Les identités comme questionnement dans l’oeuvre romanesque de Jesús Díaz

par Laurence Clément

Thèse de doctorat en Langues et Littératures romanes

Sous la direction de Raúl Caplán.

Thèses en préparation à Angers , dans le cadre de École doctorale Sociétés, Cultures, Echanges (SCE) (Angers) , en partenariat avec Langues, Littératures, Linguistique des Universités d'Angers et du Maine (3L.AM - UPRES EA 4335), Laboratoire (laboratoire) depuis le 09-12-2008 .


  • Résumé

    Jesús Díaz est un auteur cubain dont le parcours de vie et la production littéraire sont intimement liés à la révolution et à la manière dont celle-ci a infléchi la société et induit des changements dans la perception de l’identité nationale. Ses premiers textes rendent compte de son adhésion sans failles au processus révolutionnaire, alors que ses six romans sont le reflet de ses doutes et du désenchantement. On peut les lire comme le journal d’une désillusion, le constat amer d’une identité écartelée. L’avènement de l’Homme Nouveau n’aura pas lieu et les personnages des trois premiers romans de Díaz verront s’effondrer leurs certitudes, leurs convictions et les croyances sur lesquelles ils avaient bâti leurs espoirs. Ceux des trois romans suivants vont au-delà de l’adieu à la Révolution ; ils doivent se réconcilier avec l’absurdité de l’existence et les contraintes de l’Histoire pour redonner un sens à leur vie.
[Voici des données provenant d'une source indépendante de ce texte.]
use tracing::debug;

use super::http::HttpTransport;
use crate::encoding::{Encoder, FileSource};
use crate::error::Result;
use crate::models::{
    DataFormat, ImageOcrBody, ImageOcrOptions, ImageOcrResult, RawImageOcrResult,
};

pub const IMAGE_OCR_PATH: &str = "/api/ocr";

#[derive(Clone, Debug)]
pub struct ImageOcrClient {
    http: HttpTransport,
    encoder: Encoder,
}

impl ImageOcrClient {
    pub(crate) fn new(http: HttpTransport, encoder: Encoder) -> Self {
        Self { http, encoder }
    }

    /// Recognizes text in a single image.
    ///
    /// The shape of `data` in the result follows `F`: text blocks for
    /// [`Dict`](crate::models::Dict), one string for
    /// [`Text`](crate::models::Text).
    pub async fn recognize_image<F: DataFormat>(
        &self,
        image: impl Into<FileSource>,
        options: &ImageOcrOptions<F>,
    ) -> Result<ImageOcrResult<F>> {
        let base64 = self.encoder.normalize_without_header(&image.into()).await?;
        let url = self.http.endpoint(IMAGE_OCR_PATH, options.url.as_deref());
        debug!(format = %F::FORMAT, bytes = base64.len(), "Recognizing image");

        let body = ImageOcrBody { base64, options };
        let raw: RawImageOcrResult = self.http.post_json("imageOcr", &url, &body).await?;
        ImageOcrResult::from_raw(raw)
    }
}
use chrono::{DateTime, Utc};
use serde::{Deserialize, Serialize};

use super::common::{is_success_code, DataFormat, FormatTag, Quad, ResponseData, ResultFormat};
use super::document::DocPageResult;
use crate::error::Result;

/// Language / model library used for recognition.
#[derive(Debug, Clone, Copy, PartialEq, Eq, Serialize, Deserialize, Default)]
pub enum Language {
    #[default]
    #[serde(rename = "models/config_chinese.txt")]
    Chinese,
    #[serde(rename = "models/config_en.txt")]
    English,
    #[serde(rename = "models/config_chinese_cht(v2).txt")]
    TraditionalChinese,
    #[serde(rename = "models/config_japan.txt")]
    Japanese,
    #[serde(rename = "models/config_korean.txt")]
    Korean,
    #[serde(rename = "models/config_cyrillic.txt")]
    Cyrillic,
}

impl std::fmt::Display for Language {
    fn fmt(&self, f: &mut std::fmt::Formatter<'_>) -> std::fmt::Result {
        match self {
            Self::Chinese => write!(f, "zh"),
            Self::English => write!(f, "en"),
            Self::TraditionalChinese => write!(f, "zh-tw"),
            Self::Japanese => write!(f, "ja"),
            Self::Korean => write!(f, "ko"),
            Self::Cyrillic => write!(f, "ru"),
        }
    }
}

impl std::str::FromStr for Language {
    type Err = String;

    fn from_str(s: &str) -> std::result::Result<Self, Self::Err> {
        match s.to_lowercase().as_str() {
            "zh" | "zh-cn" | "chinese" => Ok(Self::Chinese),
            "en" | "english" => Ok(Self::English),
            "zh-tw" | "cht" => Ok(Self::TraditionalChinese),
            "ja" | "japanese" => Ok(Self::Japanese),
            "ko" | "korean" => Ok(Self::Korean),
            "ru" | "cyrillic" => Ok(Self::Cyrillic),
            _ => Err(format!("Unknown language: {s}")),
        }
    }
}

/// Images with a longer side than this are scaled down before recognition.
#[derive(Debug, Clone, Copy, PartialEq, Eq, Serialize, Default)]
#[serde(into = "u32")]
pub enum LimitSideLen {
    #[default]
    Default,
    Large,
    ExtraLarge,
    Unlimited,
}

impl From<LimitSideLen> for u32 {
    fn from(value: LimitSideLen) -> Self {
        match value {
            LimitSideLen::Default => 960,
            LimitSideLen::Large => 2880,
            LimitSideLen::ExtraLarge => 4320,
            LimitSideLen::Unlimited => 999_999,
        }
    }
}

impl std::str::FromStr for LimitSideLen {
    type Err = String;

    fn from_str(s: &str) -> std::result::Result<Self, Self::Err> {
        match s.to_lowercase().as_str() {
            "960" | "default" => Ok(Self::Default),
            "2880" | "large" => Ok(Self::Large),
            "4320" | "extra-large" => Ok(Self::ExtraLarge),
            "999999" | "unlimited" => Ok(Self::Unlimited),
            _ => Err(format!("Unsupported side length limit: {s}")),
        }
    }
}

/// Layout parsing scheme: how text blocks are grouped and ordered.
#[derive(Debug, Clone, Copy, PartialEq, Eq, Serialize, Deserialize, Default)]
#[serde(rename_all = "snake_case")]
pub enum TbpuParser {
    #[default]
    MultiPara,
    MultiLine,
    MultiNone,
    SinglePara,
    SingleLine,
    SingleNone,
    SingleCode,
    None,
}

impl std::fmt::Display for TbpuParser {
    fn fmt(&self, f: &mut std::fmt::Formatter<'_>) -> std::fmt::Result {
        match self {
            Self::MultiPara => write!(f, "multi_para"),
            Self::MultiLine => write!(f, "multi_line"),
            Self::MultiNone => write!(f, "multi_none"),
            Self::SinglePara => write!(f, "single_para"),
            Self::SingleLine => write!(f, "single_line"),
            Self::SingleNone => write!(f, "single_none"),
            Self::SingleCode => write!(f, "single_code"),
            Self::None => write!(f, "none"),
        }
    }
}

impl std::str::FromStr for TbpuParser {
    type Err = String;

    fn from_str(s: &str) -> std::result::Result<Self, Self::Err> {
        match s.to_lowercase().replace('-', "_").as_str() {
            "multi_para" => Ok(Self::MultiPara),
            "multi_line" => Ok(Self::MultiLine),
            "multi_none" => Ok(Self::MultiNone),
            "single_para" => Ok(Self::SinglePara),
            "single_line" => Ok(Self::SingleLine),
            "single_none" => Ok(Self::SingleNone),
            "single_code" => Ok(Self::SingleCode),
            "none" => Ok(Self::None),
            _ => Err(format!("Unknown layout parser: {s}")),
        }
    }
}

/// Rectangle excluded from recognition, as `[[left, top], [right, bottom]]`.
#[derive(Debug, Clone, Copy, PartialEq, Eq, Serialize, Deserialize)]
pub struct IgnoreArea(pub [i64; 2], pub [i64; 2]);

impl IgnoreArea {
    pub fn new(left: i64, top: i64, right: i64, bottom: i64) -> Self {
        Self([left, top], [right, bottom])
    }
}

/// Structured recognition format.
#[derive(Debug, Clone, Copy, Default, PartialEq, Eq)]
pub struct Dict;

/// Plain text recognition format.
#[derive(Debug, Clone, Copy, Default, PartialEq, Eq)]
pub struct Text;

impl DataFormat for Dict {
    const FORMAT: ResultFormat = ResultFormat::Dict;
    type ImageData = Vec<TextBlock>;
    type DocEntry = DocPageResult;
}

impl DataFormat for Text {
    const FORMAT: ResultFormat = ResultFormat::Text;
    type ImageData = String;
    type DocEntry = String;
}

/// Options for a single image recognition.
#[derive(Debug, Clone, Default, PartialEq, Serialize)]
#[serde(bound(serialize = "F: DataFormat"))]
pub struct ImageOcrOptions<F: DataFormat = Dict> {
    /// Full endpoint URL, replacing `<base>/api/ocr`. Never sent.
    #[serde(skip)]
    pub url: Option<String>,
    #[serde(rename = "ocr.language", skip_serializing_if = "Option::is_none")]
    pub language: Option<Language>,
    /// Orientation correction; slower but handles rotated text.
    #[serde(rename = "ocr.cls", skip_serializing_if = "Option::is_none")]
    pub cls: Option<bool>,
    #[serde(rename = "ocr.limit_side_len", skip_serializing_if = "Option::is_none")]
    pub limit_side_len: Option<LimitSideLen>,
    #[serde(rename = "tbpu.parser", skip_serializing_if = "Option::is_none")]
    pub parser: Option<TbpuParser>,
    #[serde(rename = "tbpu.ignoreArea", skip_serializing_if = "Option::is_none")]
    pub ignore_area: Option<Vec<IgnoreArea>>,
    /// Fixed by `F`; always sent.
    #[serde(rename = "data.format")]
    pub format: FormatTag<F>,
}

impl<F: DataFormat> ImageOcrOptions<F> {
    pub fn new() -> Self {
        Self::default()
    }

    pub fn with_url(mut self, url: impl Into<String>) -> Self {
        self.url = Some(url.into());
        self
    }

    pub fn format(&self) -> ResultFormat {
        F::FORMAT
    }
}

/// Request body for `POST /api/ocr`.
#[derive(Debug, Serialize)]
#[serde(bound(serialize = "F: DataFormat"))]
pub(crate) struct ImageOcrBody<'a, F: DataFormat> {
    pub base64: String,
    pub options: &'a ImageOcrOptions<F>,
}

/// One recognized text block.
#[derive(Debug, Clone, PartialEq, Serialize, Deserialize)]
pub struct TextBlock {
    #[serde(rename = "box")]
    pub bbox: Quad,
    pub score: f64,
    pub text: String,
    /// Separator that follows this block in reading order.
    #[serde(default)]
    pub end: String,
}

#[derive(Debug, Deserialize)]
pub(crate) struct RawImageOcrResult {
    pub code: i64,
    #[serde(default)]
    pub data: serde_json::Value,
    #[serde(default)]
    pub score: f64,
    #[serde(default)]
    pub time: f64,
    #[serde(default)]
    pub timestamp: f64,
}

#[derive(Debug, Clone, PartialEq, Serialize)]
pub struct ImageOcrResult<F: DataFormat = Dict> {
    pub code: i64,
    pub data: ResponseData<F::ImageData>,
    /// Average confidence over all blocks.
    pub score: f64,
    /// Processing time in seconds.
    pub time: f64,
    /// Unix time in seconds when processing started.
    pub timestamp: f64,
}

impl<F: DataFormat> ImageOcrResult<F> {
    pub(crate) fn from_raw(raw: RawImageOcrResult) -> Result<Self> {
        Ok(Self {
            code: raw.code,
            data: ResponseData::decode("imageOcr", raw.code, raw.data)?,
            score: raw.score,
            time: raw.time,
            timestamp: raw.timestamp,
        })
    }

    pub fn is_success(&self) -> bool {
        is_success_code(self.code)
    }

    pub fn timestamp_utc(&self) -> Option<DateTime<Utc>> {
        timestamp_to_utc(self.timestamp)
    }
}

pub(crate) fn timestamp_to_utc(timestamp: f64) -> Option<DateTime<Utc>> {
    if !timestamp.is_finite() || timestamp <= 0.0 {
        return None;
    }
    let secs = timestamp.trunc() as i64;
    let nanos = (timestamp.fract() * 1e9) as u32;
    DateTime::from_timestamp(secs, nanos)
}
Tous les grands sujets liés à l’identité sont présents dans l’oeuvre romanesque de Jesús Díaz, que ce soit la question raciale, l’insularité, la question de l’identité par rapport à l’altérité et le lien controversé mais indéfectible entre les Cubains de l’intérieur et ceux de l’exil, la question de l’articulation entre identité individuelle et collective ou encore les concepts de cubanía et cubanidad. Ainsi, les six romans de Jesús Díaz forment une oeuvre dont l’unité ne dépend pas de la continuité narrative ni de la récurrence de personnages ou de lieux. L’ensemble constitue cependant un tout cohérent qui permet la redéfinition du concept de cubanité comme un processus constamment remis en cause par les aléas de l’Histoire et du contexte mondial.

  • Titre traduit

    The identities as questioning in the Jesús Díaz’s novels


  • Résumé

    Jesus Diaz is a Cuban author whereby the course of his life and his literary production are intimately linked to the revolution and the manner of which it influenced the society and induced changes to the perception of the national identity. His first texts tell of his unwavering adherence to the revolutionary process, his six novels on the other hand, reflect his doubts and disenchantment. They can be read like the diary of a disillusion, the bitter acknowledgment of a torn apart identity. Succession of a New Man will not happen and the characters of Diaz's first three novels, will see the collapse of their certitudes, convictions and beliefs on which they had built their hopes. Those of the three following novels go beyond the farewell of the revolution. They must reconciliate with the absurdity of existence and restraints of history to give a new sense to their life. All the major subjects linked to identity are present in Diaz's work, whether it is a racial question, the insularity, the identity question with regards to the otherness and the controversial and the indestructible link between domestic Cubans and those in exile, the articulation question between the individual and collective identity, the notions of cubanía and cubanidad. Therefore, Jesús Díaz's six novels compose of a work whereby each unit is neither dependent on the narrative continuity nor the recurrence of the characters nor the places. Together they constitute nevertheless a coherence which allow the redefining of the cubanity concept like a process being constantly questioned by the unknown historical factors and the global context.